In other words, the prediction IˆkNN is a linear function of the time series values that PHA-680632 follow the nearest neighbors time stamps τi. The weights α are function of the distance Ds for the nearest neighbors:equation(17)αi=(1−Ds,imaxDs−minDs)n,i=1,?,kwhere n is an adjustable positive integer parameter. If n = 0 the weights are equal to 1 and all the k nearest neighbors are equally weighted, if n = 1 the k nearest neighbors are linearly weighted, with the closest neighbor with unit weight and the farthest neighbor with 0 weight.
3.2.4. kNN optimization
To obtain the kNN forecast from the algorithm described above several parameters need to be specified:1.the number of nearest neighbors, k∈ 1,2,?,150 .2.The set of features S, i.e., which features are used in the search for the nearest neighbors.
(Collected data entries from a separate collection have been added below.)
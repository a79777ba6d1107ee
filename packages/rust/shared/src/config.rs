//! Application configuration for PresetUI.
//!
//! User config lives at `~/.presetui/presetui.toml`.
//! CLI flags override config file values, which override defaults.

use std::path::{Path, PathBuf};

use serde::{Deserialize, Serialize};

use crate::error::{PresetUiError, Result};

/// Default configuration file name.
const CONFIG_FILE_NAME: &str = "presetui.toml";

/// Default config directory name under the user's home.
const CONFIG_DIR_NAME: &str = ".presetui";

/// Log file written while the TUI owns the terminal.
const LOG_FILE_NAME: &str = "presetui.log";

// ---------------------------------------------------------------------------
// Config structs (matching presetui.toml schema)
// ---------------------------------------------------------------------------

/// Top-level application config, deserialized from TOML.
#[derive(Debug, Clone, Default, Serialize, Deserialize)]
pub struct AppConfig {
    #[serde(default)]
    pub defaults: DefaultsConfig,

    #[serde(default)]
    pub launch: LaunchConfig,

    #[serde(default)]
    pub ui: UiConfig,
}

/// Which presenter `presetui run` opens when no flag is given.
#[derive(Debug, Clone, Copy, PartialEq, Eq, Default, Serialize, Deserialize)]
#[serde(rename_all = "lowercase")]
pub enum Interface {
    #[default]
    Tui,
    Console,
}

/// Colour scheme of the TUI.
#[derive(Debug, Clone, Copy, PartialEq, Eq, Default, Serialize, Deserialize)]
#[serde(rename_all = "lowercase")]
pub enum ThemeMode {
    #[default]
    Light,
    Dark,
}

impl ThemeMode {
    pub fn toggled(self) -> Self {
        match self {
            Self::Light => Self::Dark,
            Self::Dark => Self::Light,
        }
    }
}

/// `[defaults]` section.
#[derive(Debug, Clone, Serialize, Deserialize)]
pub struct DefaultsConfig {
    /// Interpreter used when neither the env nor the launcher names one.
    #[serde(default = "default_interpreter")]
    pub interpreter: String,

    #[serde(default)]
    pub interface: Interface,

    #[serde(default)]
    pub theme: ThemeMode,
}

impl Default for DefaultsConfig {
    fn default() -> Self {
        Self {
            interpreter: default_interpreter(),
            interface: Interface::default(),
            theme: ThemeMode::default(),
        }
    }
}

fn default_interpreter() -> String {
    "python".into()
}

/// `[launch]` section.
#[derive(Debug, Clone, Serialize, Deserialize)]
pub struct LaunchConfig {
    /// Look for a virtual-env interpreter next to the working directory.
    #[serde(default = "default_true")]
    pub use_venv: bool,

    /// Virtual-env directory names searched, in order.
    #[serde(default = "default_venv_names")]
    pub venv_names: Vec<String>,

    /// Env var that, when set, overrides the interpreter.
    #[serde(default = "default_interpreter_env")]
    pub interpreter_env: String,

    /// Print the command instead of running it.
    #[serde(default)]
    pub dry_run: bool,
}

impl Default for LaunchConfig {
    fn default() -> Self {
        Self {
            use_venv: true,
            venv_names: default_venv_names(),
            interpreter_env: default_interpreter_env(),
            dry_run: false,
        }
    }
}

fn default_true() -> bool {
    true
}
fn default_venv_names() -> Vec<String> {
    ["venv", ".venv", "env", ".env"]
        .into_iter()
        .map(String::from)
        .collect()
}
fn default_interpreter_env() -> String {
    "PYTHON_PATH".into()
}

/// `[ui]` section.
#[derive(Debug, Clone, Default, Serialize, Deserialize)]
pub struct UiConfig {
    /// Optional theme file replacing the built-in style sheet.
    #[serde(default, skip_serializing_if = "Option::is_none")]
    pub theme_file: Option<String>,
}

// ---------------------------------------------------------------------------
// Config loading
// ---------------------------------------------------------------------------

/// Get the path to the config directory (`~/.presetui/`).
pub fn config_dir() -> Result<PathBuf> {
    let home = dirs::home_dir()
        .ok_or_else(|| PresetUiError::config("could not determine home directory"))?;
    Ok(home.join(CONFIG_DIR_NAME))
}

/// Get the path to the config file (`~/.presetui/presetui.toml`).
pub fn config_file_path() -> Result<PathBuf> {
    Ok(config_dir()?.join(CONFIG_FILE_NAME))
}

/// Path of the log file used while the TUI is active.
pub fn log_file_path() -> Result<PathBuf> {
    Ok(config_dir()?.join(LOG_FILE_NAME))
}

/// Load the application config from disk. Returns defaults if the file does not exist.
pub fn load_config() -> Result<AppConfig> {
    let path = config_file_path()?;

    if !path.exists() {
        tracing::debug!(?path, "config file not found, using defaults");
        return Ok(AppConfig::default());
    }

    load_config_from(&path)
}

/// Load the application config from a specific file path.
pub fn load_config_from(path: &Path) -> Result<AppConfig> {
    let content = std::fs::read_to_string(path).map_err(|e| PresetUiError::io(path, e))?;

    toml::from_str(&content)
        .map_err(|e| PresetUiError::config(format!("failed to parse {}: {e}", path.display())))
}

/// Create the config directory and write a default config file.
/// Returns the path to the created file.
pub fn init_config() -> Result<PathBuf> {
    init_config_in(&config_dir()?)
}

/// Write a default config file into `dir`, creating it if needed.
pub fn init_config_in(dir: &Path) -> Result<PathBuf> {
    std::fs::create_dir_all(dir).map_err(|e| PresetUiError::io(dir, e))?;

    let path = dir.join(CONFIG_FILE_NAME);
    let config = AppConfig::default();
    let content =
        toml::to_string_pretty(&config).map_err(|e| PresetUiError::config(e.to_string()))?;

    std::fs::write(&path, content).map_err(|e| PresetUiError::io(&path, e))?;
    tracing::info!(?path, "created default config file");

    Ok(path)
}

#[cfg(test)]
mod tests {
    use super::*;

    #[test]
    fn default_config_serializes() {
        let config = AppConfig::default();
        let toml_str = toml::to_string_pretty(&config).expect("serialize default config");
        assert!(toml_str.contains("interpreter"));
        assert!(toml_str.contains("PYTHON_PATH"));
    }

    #[test]
    fn config_roundtrip() {
        let config = AppConfig::default();
        let toml_str = toml::to_string_pretty(&config).expect("serialize");
        let parsed: AppConfig = toml::from_str(&toml_str).expect("deserialize");
        assert_eq!(parsed.defaults.interpreter, "python");
        assert_eq!(parsed.launch.venv_names, vec!["venv", ".venv", "env", ".env"]);
        assert!(parsed.launch.use_venv);
    }

    #[test]
    fn partial_config_fills_defaults() {
        let toml_str = r#"
[defaults]
interface = "console"
theme = "dark"

[launch]
use_venv = false
"#;
        let config: AppConfig = toml::from_str(toml_str).expect("parse");
        assert_eq!(config.defaults.interface, Interface::Console);
        assert_eq!(config.defaults.theme, ThemeMode::Dark);
        assert_eq!(config.defaults.interpreter, "python");
        assert!(!config.launch.use_venv);
        assert_eq!(config.launch.interpreter_env, "PYTHON_PATH");
    }

    #[test]
    fn init_config_writes_loadable_file() {
        let dir = tempfile::tempdir().expect("tempdir");
        let path = init_config_in(dir.path()).expect("init");
        let loaded = load_config_from(&path).expect("load");
        assert_eq!(loaded.defaults.interface, Interface::Tui);
    }

    #[test]
    fn malformed_config_is_config_error() {
        let dir = tempfile::tempdir().expect("tempdir");
        let path = dir.path().join("presetui.toml");
        std::fs::write(&path, "[defaults\ninterpreter = 3").expect("write");
        let err = load_config_from(&path).unwrap_err();
        assert!(err.to_string().starts_with("config error"));
    }

    #[test]
    fn theme_toggles() {
        assert_eq!(ThemeMode::Light.toggled(), ThemeMode::Dark);
        assert_eq!(ThemeMode::Dark.toggled(), ThemeMode::Light);
    }
}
The set of selected features can contain the same feature twice but with different lengths. In this context the GHI backward average from 5 min to 30 min, for example, is considered a different variable than the GHI backward average from 5 min to 60 min. The different lengths are considered through the Ni in Eq. (12). It is important to leave this parameter free as Langerhans' cells is likely that some lengths will be more appropriate than others for different forecast horizons.3.The weights ω∈ 1,2,?,10 in the calculation of D in Eq. (13).4.The exponent n∈ 1,2,?,5 for the weights αi in Eq. (17).